# [Exercise instructions]
Print the listing below from its opening line through the line holding "use super::helpers::helper_block_range;", both ends included.

# [Information given]
────────────────────

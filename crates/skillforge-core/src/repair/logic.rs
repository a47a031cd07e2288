//! Static logic validation and rule-based repair.
//!
//! The checker reports contract violations a parse cannot catch; the paired
//! repair receives the checker's diagnostic verbatim and fixes the subset it
//! has a rule for.

use serde::{Deserialize, Serialize};

use super::helpers::helper_block_range;
use super::PassOutcome;
use crate::contract::{ANSWER_KEY, CHECKER, ENTRY_POINT, HINT_OPEN, MATH_DELIMITER, RESERVED_HELPERS};
use crate::python::{apply_edits, dict_literals, top_level_bindings, top_level_items, Edit, ItemKind};

#[derive(Debug, Clone, PartialEq, Eq, Serialize, Deserialize)]
#[serde(rename_all = "snake_case")]
pub enum LogicIssue {
    MissingEntryPoint,
    MissingChecker,
    RedefinedHelper(String),
    /// Math markup inside a literal answer value.
    MarkupInAnswer,
    MissingAnswerHint,
}

impl std::fmt::Display for LogicIssue {
    fn fmt(&self, f: &mut std::fmt::Formatter<'_>) -> std::fmt::Result {
        match self {
            LogicIssue::MissingEntryPoint => write!(f, "missing `{ENTRY_POINT}`"),
            LogicIssue::MissingChecker => write!(f, "missing `{CHECKER}`"),
            LogicIssue::RedefinedHelper(name) => write!(f, "redefines helper `{name}`"),
            LogicIssue::MarkupInAnswer => write!(f, "math markup in answer"),
            LogicIssue::MissingAnswerHint => write!(f, "no answer-format hint"),
        }
    }
}

/// Opaque-to-the-pipeline diagnostic handed from checker to repair.
#[derive(Debug, Clone, Default, PartialEq, Eq, Serialize, Deserialize)]
pub struct LogicDiagnostic {
    pub issues: Vec<LogicIssue>,
}

impl LogicDiagnostic {
    pub fn is_empty(&self) -> bool {
        self.issues.is_empty()
    }

    pub fn contains(&self, issue: &LogicIssue) -> bool {
        self.issues.contains(issue)
    }
}

impl std::fmt::Display for LogicDiagnostic {
    fn fmt(&self, f: &mut std::fmt::Formatter<'_>) -> std::fmt::Result {
        let parts: Vec<String> = self.issues.iter().map(ToString::to_string).collect();
        f.write_str(&parts.join("; "))
    }
}

#[derive(Debug, Clone, PartialEq, Eq, Serialize, Deserialize)]
pub struct LogicVerdict {
    pub is_valid: bool,
    pub diagnostic: LogicDiagnostic,
}

pub trait LogicChecker: Send + Sync {
    fn check(&self, text: &str) -> LogicVerdict;
}

pub trait LogicRepair: Send + Sync {
    fn name(&self) -> &'static str {
        "logic_repair"
    }

    fn repair(&self, text: &str, diagnostic: &LogicDiagnostic) -> PassOutcome;
}

/// Literal answer values (`"answer": "..."`) containing math markup, as
/// `(start, end)` byte ranges.
fn marked_up_answers(text: &str) -> Vec<(usize, usize)> {
    dict_literals(text)
        .iter()
        .filter(|d| d.well_formed)
        .filter_map(|d| d.get(ANSWER_KEY))
        .filter(|e| matches!(e.value_kind.as_str(), "string" | "concatenated_string"))
        .filter(|e| text[e.value_start..e.value_end].contains(MATH_DELIMITER))
        .map(|e| (e.value_start, e.value_end))
        .collect()
}

/// Contract linter over the module text.
pub struct StaticLogicLinter;

impl LogicChecker for StaticLogicLinter {
    fn check(&self, text: &str) -> LogicVerdict {
        let mut issues = Vec::new();
        let bindings = top_level_bindings(text);
        if !bindings.contains(ENTRY_POINT) {
            issues.push(LogicIssue::MissingEntryPoint);
        }
        if !bindings.contains(CHECKER) {
            issues.push(LogicIssue::MissingChecker);
        }

        let block = helper_block_range(text);
        for item in top_level_items(text) {
            if let ItemKind::Function { name } = item.kind {
                let in_block = block.is_some_and(|(b, e)| item.start >= b && item.end <= e);
                if RESERVED_HELPERS.contains(&name.as_str()) && !in_block {
                    issues.push(LogicIssue::RedefinedHelper(name));
                }
            }
        }

        if !marked_up_answers(text).is_empty() {
            issues.push(LogicIssue::MarkupInAnswer);
        }
        if !text.contains(HINT_OPEN) {
            issues.push(LogicIssue::MissingAnswerHint);
        }

        LogicVerdict {
            is_valid: issues.is_empty(),
            diagnostic: LogicDiagnostic { issues },
        }
    }
}

const CANONICAL_CHECK: &str = r#"def check(user_answer, correct_answer):
    def _normalize(value):
        return str(value).replace("$", "").replace(" ", "").strip()

    is_correct = _normalize(user_answer) == _normalize(correct_answer)
    return {"correct": is_correct, "result": "正確！" if is_correct else "答案錯誤"}
"#;

/// Repairs `MissingChecker` and `MarkupInAnswer`; other issues are
/// reported back through the pass status.
pub struct RuleBasedLogicRepair;

impl LogicRepair for RuleBasedLogicRepair {
    fn repair(&self, text: &str, diagnostic: &LogicDiagnostic) -> PassOutcome {
        let mut out = text.to_string();
        let mut fixes = 0;

        if diagnostic.contains(&LogicIssue::MarkupInAnswer) {
            let edits = marked_up_answers(&out)
                .into_iter()
                .map(|(start, end)| {
                    Edit::replace(start, end, out[start..end].replace(MATH_DELIMITER, ""))
                })
                .collect();
            let (stripped, applied) = apply_edits(&out, edits);
            out = stripped;
            fixes += applied as u32;
        }

        if diagnostic.contains(&LogicIssue::MissingChecker)
            && !top_level_bindings(&out).contains(CHECKER)
        {
            if !out.ends_with('\n') {
                out.push('\n');
            }
            out.push_str("\n\n");
            out.push_str(CANONICAL_CHECK);
            fixes += 1;
        }

        let unrepaired: Vec<String> = diagnostic
            .issues
            .iter()
            .filter(|i| !matches!(i, LogicIssue::MarkupInAnswer | LogicIssue::MissingChecker))
            .map(ToString::to_string)
            .collect();

        if fixes == 0 && !unrepaired.is_empty() {
            return PassOutcome::skipped(text, format!("no rule for {}", unrepaired.join("; ")));
        }
        PassOutcome::applied(out, fixes)
    }
}
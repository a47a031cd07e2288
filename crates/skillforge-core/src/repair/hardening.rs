//! Hardening against recurring defects in generated modules.
//!
//! Sub-steps, in order:
//! 1. `return question, answer` in a generator becomes a mapping return
//! 2. stray top-level prints, demo calls and `__main__` blocks are removed
//! 3. plotting font and minus-sign configuration is normalised
//! 4. double-escaped newlines (`\\n` not starting a LaTeX command) are fixed
//! 5. an answer hint repeated back to back is collapsed
//!
//! Steps 1 and 2 rewrite well-formed syntax nodes; steps 3 to 5 are text
//! rewrites on fragments that need not parse.

use std::collections::BTreeSet;
use std::sync::OnceLock;

use regex::{Captures, Regex};

use super::{PassOutcome, StructuralPass};
use crate::contract::{
    ANSWER_KEY, CJK_FONT_FAMILY, ENTRY_POINT, ENTRY_PREFIX, HINT_CLOSE, HINT_OPEN, QUESTION_KEY,
};
use crate::python::{
    apply_edits, line_span, top_level_functions, top_level_items, tuple_returns, Edit, ItemKind,
};

fn rc_params_line() -> &'static Regex {
    static RE: OnceLock<Regex> = OnceLock::new();
    RE.get_or_init(|| {
        Regex::new(
            r#"(?m)^(?P<lhs>[ \t]*[\w.]*rcParams\[\s*['"](?P<key>font\.sans-serif|font\.family|axes\.unicode_minus)['"]\s*\]\s*=[ \t]*)(?P<rhs>[^\n#]*?)[ \t]*$"#,
        )
        .unwrap()
    })
}

fn hint_pattern() -> &'static Regex {
    static RE: OnceLock<Regex> = OnceLock::new();
    RE.get_or_init(|| {
        Regex::new(&format!(
            "{}[^{}\n]*{}",
            regex::escape(HINT_OPEN),
            regex::escape(HINT_CLOSE),
            regex::escape(HINT_CLOSE)
        ))
        .unwrap()
    })
}

fn is_generator(name: &str) -> bool {
    name == ENTRY_POINT || name.starts_with(ENTRY_PREFIX)
}

/// Step 1.
fn tuple_returns_to_mapping(text: &str) -> (String, u32) {
    let edits: Vec<Edit> = tuple_returns(text)
        .into_iter()
        .filter(|r| is_generator(&r.function))
        .map(|r| {
            let (q_start, q_end) = r.elements[0];
            let (a_start, a_end) = r.elements[1];
            Edit::replace(
                r.value_start,
                r.value_end,
                format!(
                    "{{\"{QUESTION_KEY}\": {}, \"{ANSWER_KEY}\": {}}}",
                    &text[q_start..q_end],
                    &text[a_start..a_end]
                ),
            )
        })
        .collect();
    let (out, applied) = apply_edits(text, edits);
    (out, applied as u32)
}

/// Step 2.
fn remove_stray_statements(text: &str) -> (String, u32) {
    let module_functions: BTreeSet<String> = top_level_functions(text)
        .into_iter()
        .map(|f| f.name)
        .collect();

    let edits: Vec<Edit> = top_level_items(text)
        .into_iter()
        .filter(|item| item.well_formed)
        .filter(|item| match &item.kind {
            ItemKind::Call { callee } => callee == "print" || module_functions.contains(callee),
            ItemKind::MainGuard => true,
            _ => false,
        })
        .map(|item| {
            let (start, end) = line_span(text, item.start, item.end);
            Edit::delete(start, end)
        })
        .collect();
    let (out, applied) = apply_edits(text, edits);
    (out, applied as u32)
}

/// Step 3.
fn normalize_plot_config(text: &str) -> (String, u32) {
    let mut fixes = 0;
    let out = rc_params_line().replace_all(text, |caps: &Captures<'_>| {
        let canonical = match &caps["key"] {
            "font.sans-serif" => format!("['{CJK_FONT_FAMILY}']"),
            "font.family" => "'sans-serif'".to_string(),
            _ => "False".to_string(),
        };
        if caps["rhs"].trim() != canonical {
            fixes += 1;
        }
        format!("{}{}", &caps["lhs"], canonical)
    });
    (out.into_owned(), fixes)
}

/// Step 4.
fn fix_escaped_newlines(text: &str) -> (String, u32) {
    let chars: Vec<char> = text.chars().collect();
    let mut out = String::with_capacity(text.len());
    let mut fixes = 0;
    let mut i = 0;
    while i < chars.len() {
        let is_double_escape = chars[i] == '\\'
            && chars.get(i + 1) == Some(&'\\')
            && chars.get(i + 2) == Some(&'n')
            && !chars.get(i + 3).is_some_and(|c| c.is_ascii_alphabetic())
            && (i == 0 || chars[i - 1] != '\\');
        if is_double_escape {
            out.push_str("\\n");
            fixes += 1;
            i += 3;
        } else {
            out.push(chars[i]);
            i += 1;
        }
    }
    (out, fixes)
}

/// Whether the text between two hints is only whitespace or a
/// same-quote string concatenation (`" + "`).
fn joins_adjacent(gap: &str) -> bool {
    let compact: String = gap.chars().filter(|c| !c.is_whitespace()).collect();
    compact.is_empty() || compact == "\"+\"" || compact == "'+'"
}

/// Step 5.
fn collapse_repeated_hints(text: &str) -> (String, u32) {
    let mut edits = Vec::new();
    let mut previous: Option<(usize, &str)> = None;
    for m in hint_pattern().find_iter(text) {
        match previous {
            Some((prev_end, prev_text))
                if prev_text == m.as_str() && joins_adjacent(&text[prev_end..m.start()]) =>
            {
                edits.push(Edit::delete(prev_end, m.end()));
                // The kept hint's end stays the anchor for a third copy.
                previous = Some((m.end(), prev_text));
            }
            _ => previous = Some((m.end(), m.as_str())),
        }
    }
    let (out, applied) = apply_edits(text, edits);
    (out, applied as u32)
}

pub struct HardeningPass;

impl StructuralPass for HardeningPass {
    fn name(&self) -> &'static str {
        "harden_structure"
    }

    fn apply(&self, text: &str) -> PassOutcome {
        let steps: [fn(&str) -> (String, u32); 5] = [
            tuple_returns_to_mapping,
            remove_stray_statements,
            normalize_plot_config,
            fix_escaped_newlines,
            collapse_repeated_hints,
        ];
        let mut current = text.to_string();
        let mut fixes = 0;
        for step in steps {
            let (next, n) = step(&current);
            current = next;
            fixes += n;
        }
        PassOutcome::applied(current, fixes)
    }
}
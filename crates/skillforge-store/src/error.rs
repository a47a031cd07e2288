//! Error types for skillforge-store

use thiserror::Error;

/// Errors raised by skill library and experiment log backends
#[derive(Error, Debug)]
pub enum StorageError {
    /// Skill identifier cannot be mapped to a storage key
    #[error("invalid skill id: {0:?}")]
    InvalidSkillId(String),

    /// A library entry exists but could not be decoded
    #[error("malformed library entry {skill_id}: {reason}")]
    MalformedEntry { skill_id: String, reason: String },

    /// A stored digest string is not valid SHA-256 hex
    #[error("invalid digest: {digest}")]
    InvalidDigest { digest: String },

    /// Database connection error
    #[error("database connection failed: {0}")]
    Connection(String),

    /// Backend query or write failure
    #[error("backend error: {0}")]
    Backend(String),

    /// IO error
    #[error("io error: {0}")]
    Io(#[from] std::io::Error),

    /// JSON encoding or decoding error
    #[error("serialization error: {0}")]
    Serialization(#[from] serde_json::Error),
}

impl From<surrealdb::Error> for StorageError {
    fn from(err: surrealdb::Error) -> Self {
        StorageError::Backend(err.to_string())
    }
}
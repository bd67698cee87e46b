use clap::{Args, Parser, Subcommand};
use std::error::Error;
use std::fs;
use std::path::PathBuf;
use std::process::ExitCode;
use tracing_subscriber::EnvFilter;
use type_matchups::{
    check_chart_data, compiled_chart_source, compute_attack_effectiveness,
    compute_attack_multiplier_by_name, compute_attack_multiplier_lenient,
    compute_defense_effectiveness, parse_chart_data, ChartFormat, EffectivenessBucket,
    EffectivenessGroups, PokemonType, TypeChartRegistry, TypeMap,
};

const LABEL_WIDTH: usize = 10;

#[derive(Parser)]
#[command(
    name = "type-matchups",
    about = "Inspect and validate per-generation type effectiveness charts"
)]
struct Cli {
    #[command(subcommand)]
    command: Commands,
}

#[derive(Subcommand)]
enum Commands {
    /// List the compiled charts
    Charts,

    /// Multiplier of one attacking type against a one- or two-typed defender
    Multiplier(MultiplierArgs),

    /// Group every attacking type by how it fares against the given defender
    Defense(GroupArgs),

    /// Group every defending type by how it fares against the given attack type(s)
    Attack(GroupArgs),

    /// Run the offline validation pass over chart files (.ron or .json)
    Validate(ValidateArgs),
}

#[derive(Args)]
struct MultiplierArgs {
    /// Chart identifier (gen1, gen2to5, gen6plus)
    #[arg(long, short, default_value = "gen6plus")]
    chart: String,

    /// Treat unrecognized type names as neutral instead of failing
    #[arg(long)]
    lenient: bool,

    attack: String,

    #[arg(num_args = 1..=2, required = true)]
    defenders: Vec<String>,
}

#[derive(Args)]
struct GroupArgs {
    /// Chart identifier (gen1, gen2to5, gen6plus)
    #[arg(long, short, default_value = "gen6plus")]
    chart: String,

    #[arg(num_args = 1..=2, required = true)]
    types: Vec<String>,
}

#[derive(Args)]
struct ValidateArgs {
    #[arg(required = true)]
    files: Vec<PathBuf>,
}

fn main() -> ExitCode {
    tracing_subscriber::fmt()
        .with_env_filter(
            EnvFilter::try_from_default_env().unwrap_or_else(|_| EnvFilter::new("warn")),
        )
        .with_writer(std::io::stderr)
        .init();

    let cli = Cli::parse();
    match run(cli.command) {
        Ok(()) => ExitCode::SUCCESS,
        Err(e) => {
            eprintln!("Error: {}", e);
            ExitCode::FAILURE
        }
    }
}

fn run(command: Commands) -> Result<(), Box<dyn Error>> {
    match command {
        Commands::Charts => {
            let registry = TypeChartRegistry::global()?;
            for chart in registry.charts() {
                println!(
                    "{:<LABEL_WIDTH$} : {} types ({})",
                    chart.id().as_str(),
                    chart.type_names().len(),
                    compiled_chart_source(chart.id()).unwrap_or("unknown source")
                );
            }
            Ok(())
        }
        Commands::Multiplier(args) => {
            let type_map = TypeChartRegistry::global()?.type_map_for(&args.chart)?;
            let defenders: Vec<&str> = args.defenders.iter().map(String::as_str).collect();

            if args.lenient {
                let result = compute_attack_multiplier_lenient(&args.attack, &defenders, type_map)?;
                if result.is_exact() {
                    println!("{}", result.multiplier);
                } else {
                    println!(
                        "{} (assumed neutral for: {})",
                        result.multiplier,
                        result.unknown_types.join(", ")
                    );
                }
            } else {
                let multiplier =
                    compute_attack_multiplier_by_name(&args.attack, &defenders, type_map)?;
                println!("{}", multiplier);
            }
            Ok(())
        }
        Commands::Defense(args) => {
            let type_map = TypeChartRegistry::global()?.type_map_for(&args.chart)?;
            let (first, second) = resolve_pair(type_map, &args.types)?;
            let groups = compute_defense_effectiveness(first, second, type_map)?;
            print_groups(&format!("Attacking types against {}", describe(first, second)), &groups);
            Ok(())
        }
        Commands::Attack(args) => {
            let type_map = TypeChartRegistry::global()?.type_map_for(&args.chart)?;
            let (first, second) = resolve_pair(type_map, &args.types)?;
            let groups = compute_attack_effectiveness(first, second, type_map)?;
            print_groups(&format!("Defending types against {}", describe(first, second)), &groups);
            Ok(())
        }
        Commands::Validate(args) => validate_files(&args.files),
    }
}

fn resolve_pair(
    type_map: &TypeMap,
    names: &[String],
) -> Result<(PokemonType, Option<PokemonType>), Box<dyn Error>> {
    let first = names.first().ok_or("expected at least one type")?;
    let second = names
        .get(1)
        .map(|name| type_map.resolve(name))
        .transpose()?;
    Ok((type_map.resolve(first)?, second))
}

fn describe(first: PokemonType, second: Option<PokemonType>) -> String {
    match second {
        Some(second) => format!("{} / {}", first, second),
        None => first.to_string(),
    }
}

fn print_groups(title: &str, groups: &EffectivenessGroups) {
    println!("{}", title);
    println!("--------------------");
    for bucket in EffectivenessBucket::ALL {
        let entries: Vec<String> = groups
            .bucket(bucket)
            .iter()
            .map(|matchup| format!("{} ({})", matchup.pokemon_type, matchup.multiplier))
            .collect();
        let label = format!("{:?}", bucket);
        if entries.is_empty() {
            println!("{:<LABEL_WIDTH$} : -", label);
        } else {
            println!("{:<LABEL_WIDTH$} : {}", label, entries.join(", "));
        }
    }
}

fn validate_files(files: &[PathBuf]) -> Result<(), Box<dyn Error>> {
    let mut failed = 0;

    for path in files {
        let format = ChartFormat::from_path(path)
            .ok_or_else(|| format!("{}: expected a .ron or .json file", path.display()))?;
        let content = fs::read_to_string(path)?;

        let errors = match parse_chart_data(&content, format) {
            Ok(data) => check_chart_data(&data),
            Err(e) => vec![e],
        };

        if errors.is_empty() {
            println!("{}: ok", path.display());
        } else {
            failed += 1;
            println!("{}: {} issue(s)", path.display(), errors.len());
            for error in &errors {
                println!("  - {}", error);
            }
        }
    }

    if failed > 0 {
        return Err(format!("{} chart file(s) failed validation", failed).into());
    }
    Ok(())
}
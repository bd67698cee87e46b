// In: src/lib.rs

//! Type Matchups Engine
//!
//! Per-generation type effectiveness charts and the pure functions that turn
//! them into damage multipliers and effectiveness groupings. Charts are
//! validated and compiled into the binary at build time.

// --- MODULE DECLARATIONS ---
// This declares the module hierarchy for the crate.
pub mod classifier;
pub mod effectiveness;
pub mod errors;
pub mod type_chart;
pub mod type_map;

#[cfg(test)]
mod tests;

// --- PUBLIC API RE-EXPORTS ---
// This section defines the public-facing API of the `type-matchups` crate,
// making it easy for users to import the most important types directly.

// --- From the `schema` crate ---
// Re-export the type identifiers and the chart data shape.
pub use schema::{
    validate_chart_data, ChartData, ChartDataIssue, ChartId, DamageRelations, PokemonType,
};

// --- From this crate's modules (`src/`) ---

// Charts and their registry.
pub use type_chart::registry::{
    compiled_chart_source, get_chart, is_valid_chart_id, is_valid_type_name, TypeChartRegistry,
};
pub use type_chart::{check_chart_data, parse_chart_data, ChartFormat, TypeChart};

// Lookup tables and queries.
pub use classifier::{
    compute_attack_effectiveness, compute_defense_effectiveness, EffectivenessBucket,
    EffectivenessGroups, Matchup,
};
pub use effectiveness::{
    compute_attack_multiplier, compute_attack_multiplier_by_name,
    compute_attack_multiplier_lenient, LenientMultiplier, Multiplier,
};
pub use type_map::{build_type_map, Relation, TypeMap};

// Crate-specific error and result types.
pub use errors::{TypeChartError, TypeChartResult};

────────────────────

# [Written answer]
filename crates/skillforge-core/src/repair/logic.rs
repository a47a031cd07e2288
//! Static logic validation and rule-based repair.
//!
//! The checker reports contract violations a parse cannot catch; the paired
//! repair receives the checker's diagnostic verbatim and fixes the subset it
//! has a rule for.

use serde::{Deserialize, Serialize};

use super::helpers::helper_block_range;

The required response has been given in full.